Forty-five years ago today GO ran it’s first trains along the two Lakeshore routes.

At 0550h train #946 left Oakville to become GO’s first passenger carrying train into Union. Made up of a GP40TC and a train set of single-level cars it was one of two that would work the Lakeshore West line from Union to Hamilton. Ten minutes later train #903 left Pickering initiating service on Lakeshore East. The first day’s service was offered for free to anyone who rode so it’s difficult to estimate the number of people who rode GO that first day but it is estimated to be around eight thousand. Day two’s ticket sales rang in around seven thousand.
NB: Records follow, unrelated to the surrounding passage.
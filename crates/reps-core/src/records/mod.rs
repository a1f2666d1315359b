//! Record stores: templates, workouts and movement sessions.
//!
//! Each store owns one collection under one fixed key and rewrites the whole
//! collection on every mutation. Lookups for ids that do not exist come back
//! as `None` / `false`; they are never errors. Mutations load the collection
//! strictly: a blob that cannot be decoded is reported and left untouched.

mod id;
pub mod sessions;
pub mod templates;
pub mod workouts;

use std::marker::PhantomData;

use chrono::{DateTime, Utc};
use serde::de::DeserializeOwned;
use serde::Serialize;

use crate::error::Result;
use crate::storage::{Adapter, Collection};

pub use id::generate_id;
pub use sessions::{NewSession, SessionStore, DEFAULT_RECENT_SESSIONS};
pub use templates::{TemplatePatch, TemplateStore};
pub use workouts::{NewWorkout, WorkoutPatch, WorkoutStore, DEFAULT_RECENT_WORKOUTS};

/// A persisted record with a stable string id.
pub trait Record: Serialize + DeserializeOwned + Clone {
    /// Storage key of the collection holding this record type.
    const KEY: &'static str;

    fn id(&self) -> &str;
}

/// A record that can be ordered by when it happened.
pub trait Dated: Record {
    fn date(&self) -> DateTime<Utc>;
}

/// A record that supports partial-field updates.
pub trait Patchable: Record {
    type Patch;

    /// Merge `patch` into `self`. The id is never touched.
    fn apply(&mut self, patch: Self::Patch) -> Result<()>;
}

/// Generic whole-collection store.
pub struct RecordStore<R> {
    adapter: Adapter,
    _record: PhantomData<R>,
}

impl<R> Clone for RecordStore<R> {
    fn clone(&self) -> Self {
        Self {
            adapter: self.adapter.clone(),
            _record: PhantomData,
        }
    }
}

impl<R: Record> RecordStore<R> {
    pub fn new(adapter: Adapter) -> Self {
        Self {
            adapter,
            _record: PhantomData,
        }
    }

    /// Append a record built around a freshly generated, collection-unique id.
    pub fn insert_with(&self, build: impl FnOnce(String) -> R) -> Result<R> {
        let mut collection = self.load_for_write()?;
        let id = loop {
            let candidate = generate_id(Utc::now());
            if !collection.items.iter().any(|item| item.id() == candidate) {
                break candidate;
            }
        };
        let record = build(id);
        collection.items.push(record.clone());
        self.adapter.store_collection(R::KEY, &collection)?;
        Ok(record)
    }

    pub fn get_by_id(&self, id: &str) -> Option<R> {
        self.get_all().into_iter().find(|item| item.id() == id)
    }

    /// All records in stored (insertion) order.
    pub fn get_all(&self) -> Vec<R> {
        self.adapter.read_collection(R::KEY)
    }

    /// Remove the record with `id`. Returns `false` without writing if absent.
    pub fn delete(&self, id: &str) -> Result<bool> {
        let mut collection = self.load_for_write()?;
        let before = collection.items.len();
        collection.items.retain(|item| item.id() != id);

        if collection.items.len() == before {
            return Ok(false);
        }

        self.adapter.store_collection(R::KEY, &collection)?;
        Ok(true)
    }

    fn load_for_write(&self) -> Result<Collection<R>> {
        self.adapter.load_collection(R::KEY).map_err(|err| {
            tracing::warn!(key = R::KEY, error = %err, "Refusing to rewrite unreadable collection");
            err
        })
    }
}

impl<R: Dated> RecordStore<R> {
    /// Newest first, at most `limit` records. Equal dates keep stored order.
    pub fn get_recent(&self, limit: usize) -> Vec<R> {
        let mut items = self.get_all();
        items.sort_by(|a, b| b.date().cmp(&a.date()));
        items.truncate(limit);
        items
    }
}

impl<R: Patchable> RecordStore<R> {
    /// Apply `patch` to the record with `id`. Returns `Ok(None)` without
    /// writing if absent.
    pub fn update(&self, id: &str, patch: R::Patch) -> Result<Option<R>> {
        let mut collection = self.load_for_write()?;
        let Some(index) = collection.items.iter().position(|item| item.id() == id) else {
            return Ok(None);
        };

        collection.items[index].apply(patch)?;
        self.adapter.store_collection(R::KEY, &collection)?;
        Ok(Some(collection.items[index].clone()))
    }
}
use crate::app::AppContext;
use crate::cli::ShowArgs;
use crate::errors::record_not_found;
use crate::output::print_json;
use crate::ui::{format_datetime, format_weight, kv, print};

pub fn handle_show(ctx: &AppContext, args: &ShowArgs) -> anyhow::Result<()> {
    let session = ctx
        .journal()?
        .sessions()
        .get_by_id(&args.id)
        .ok_or_else(|| record_not_found("Session", &args.id, "reps sessions list"))?;

    if args.json {
        return print_json(&session);
    }

    let ui_ctx = ctx.ui_context(false);
    let pretty = ui_ctx.mode.is_pretty();
    print(&ui_ctx, &kv(&ui_ctx, "ID", &session.id));
    print(
        &ui_ctx,
        &kv(
            &ui_ctx,
            "Type",
            &format!("{} {}", session.movement_type.icon(), session.movement_type.label()),
        ),
    );
    print(&ui_ctx, &kv(&ui_ctx, "Label", &session.label));
    print(&ui_ctx, &kv(&ui_ctx, "Feeling", session.feeling.label()));
    print(&ui_ctx, &kv(&ui_ctx, "Date", &format_datetime(&session.date, pretty)));
    if let Some(ref note) = session.note {
        print(&ui_ctx, &kv(&ui_ctx, "Note", note));
    }
    for detail in session.workout_details.iter().flatten() {
        let mut line = detail.name.clone();
        if let (Some(sets), Some(reps)) = (detail.sets, detail.reps) {
            line.push_str(&format!(" {}x{}", sets, reps));
        } else if let Some(reps) = detail.reps {
            line.push_str(&format!(" {} reps", reps));
        } else if let Some(sets) = detail.sets {
            line.push_str(&format!(" {} sets", sets));
        }
        if let Some(weight) = detail.weight {
            line.push_str(&format!(" @ {}", format_weight(weight)));
        }
        print(&ui_ctx, &kv(&ui_ctx, "Exercise", &line));
    }
    Ok(())
}
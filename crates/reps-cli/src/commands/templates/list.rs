use crate::app::AppContext;
use crate::cli::TemplateListArgs;
use crate::output::print_json;
use crate::ui::{header, print, simple_table, truncate, Column};

pub fn handle_list(ctx: &AppContext, args: &TemplateListArgs) -> anyhow::Result<()> {
    let templates = ctx.journal()?.templates().get_all();

    if args.json {
        return print_json(&templates);
    }
    if templates.is_empty() {
        if !ctx.quiet() {
            println!("No templates found.");
        }
        return Ok(());
    }

    let ui_ctx = ctx.ui_context(false);
    let rows: Vec<Vec<String>> = templates
        .iter()
        .map(|t| {
            let names: Vec<&str> = t.exercises.iter().map(|e| e.name.as_str()).collect();
            vec![
                t.id.clone(),
                t.name.clone(),
                truncate(&names.join(", "), 48),
            ]
        })
        .collect();

    if !ctx.quiet() {
        print(&ui_ctx, &header(&ui_ctx, "templates", None));
    }
    let columns = [Column::new("ID"), Column::new("NAME"), Column::new("EXERCISES")];
    println!("{}", simple_table(&ui_ctx, &columns, &rows));
    Ok(())
}
//! Movement session store.
//!
//! Sessions are immutable once logged; the only mutation is delete.

use chrono::{DateTime, Utc};

use crate::error::Result;
use crate::records::{Dated, Record, RecordStore};
use crate::storage::{keys, Adapter, Feeling, MovementSession, MovementType, WorkoutExercise};

/// Size of the home screen's recent list (two weeks of daily sessions).
pub const DEFAULT_RECENT_SESSIONS: usize = 14;

impl Record for MovementSession {
    const KEY: &'static str = keys::MOVEMENT_SESSIONS;

    fn id(&self) -> &str {
        &self.id
    }
}

impl Dated for MovementSession {
    fn date(&self) -> DateTime<Utc> {
        self.date
    }
}

/// Builder for logging a session.
#[derive(Debug, Clone)]
pub struct NewSession {
    pub movement_type: MovementType,
    pub feeling: Feeling,
    pub label: Option<String>,
    pub note: Option<String>,
    pub workout_details: Vec<WorkoutExercise>,
    /// Defaults to creation time; set when back-filling
    pub date: Option<DateTime<Utc>>,
}

impl NewSession {
    pub fn new(movement_type: MovementType, feeling: Feeling) -> Self {
        Self {
            movement_type,
            feeling,
            label: None,
            note: None,
            workout_details: Vec::new(),
            date: None,
        }
    }

    pub fn with_label(mut self, label: impl Into<String>) -> Self {
        self.label = Some(label.into());
        self
    }

    pub fn with_note(mut self, note: impl Into<String>) -> Self {
        self.note = Some(note.into());
        self
    }

    pub fn with_workout_details(mut self, details: Vec<WorkoutExercise>) -> Self {
        self.workout_details = details;
        self
    }

    pub fn with_date(mut self, date: DateTime<Utc>) -> Self {
        self.date = Some(date);
        self
    }

    fn into_session(self, id: String, now: DateTime<Utc>) -> MovementSession {
        let label = self
            .label
            .map(|l| l.trim().to_string())
            .filter(|l| !l.is_empty())
            .unwrap_or_else(|| self.movement_type.label().to_string());
        let note = self
            .note
            .map(|n| n.trim().to_string())
            .filter(|n| !n.is_empty());
        let details: Vec<WorkoutExercise> = self
            .workout_details
            .into_iter()
            .filter(|d| !d.name.trim().is_empty())
            .collect();

        MovementSession {
            id,
            movement_type: self.movement_type,
            feeling: self.feeling,
            label,
            date: self.date.unwrap_or(now),
            note,
            workout_details: (!details.is_empty()).then_some(details),
        }
    }
}

/// Create/read/delete over the session collection.
#[derive(Clone)]
pub struct SessionStore {
    records: RecordStore<MovementSession>,
}

impl SessionStore {
    pub fn new(adapter: Adapter) -> Self {
        Self {
            records: RecordStore::new(adapter),
        }
    }

    pub fn create(&self, session: NewSession) -> Result<MovementSession> {
        let now = Utc::now();
        let created = self
            .records
            .insert_with(|id| session.into_session(id, now))?;
        tracing::debug!(id = %created.id, kind = %created.movement_type, "Logged session");
        Ok(created)
    }

    pub fn get_by_id(&self, id: &str) -> Option<MovementSession> {
        self.records.get_by_id(id)
    }

    pub fn get_all(&self) -> Vec<MovementSession> {
        self.records.get_all()
    }

    pub fn get_recent(&self, limit: usize) -> Vec<MovementSession> {
        self.records.get_recent(limit)
    }

    pub fn delete(&self, id: &str) -> Result<bool> {
        self.records.delete(id)
    }
}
It must have been such an interesting time and it’s really fun to reflect back on the changes that GO has experienced over these four-and-a-half decades since day one. There was no VIA rail and even though GO was using Willowbrook the service still had only four full train sets in it’s possession. It’s neighbouring passenger trains would have been a sea of CN black and grey. Those massive green and white GP40TC’s sure must have stood out against that backdrop! Those Hamilton trains started at CN’s John Street station down near the waterfront. If I understand the rumours correctly there is talk of re-opening this station to passenger traffic again when rail service to Niagara is put into full swing. By the time I was living in Hamilton trains were running in and out of the GO Hunter Street facility only a few blocks away from my apartment on Caroline Street.

Wilf Sargeant was there on day one and he’s put together a really superb account of GO’s early years and has published it online. This book is by far one of my favourites and I’ve had it bookmarked here on Prince Street for a very long time. The link below will take you to the chapters describing the activities around “day one”:
http://historicaltextarchive.com/books.php?action=nextchapter&bid=63&cid=15

As an interesting side note, I see that the same page of the book also has a neat photograph of on of the ONR train sets GO borrowed to supplement their own fleet as passenger numbers began to sore far past even GO’s own highest expectations. I’ve been trying to collect information on these train sets and I don’t really know how I missed this one. Oops!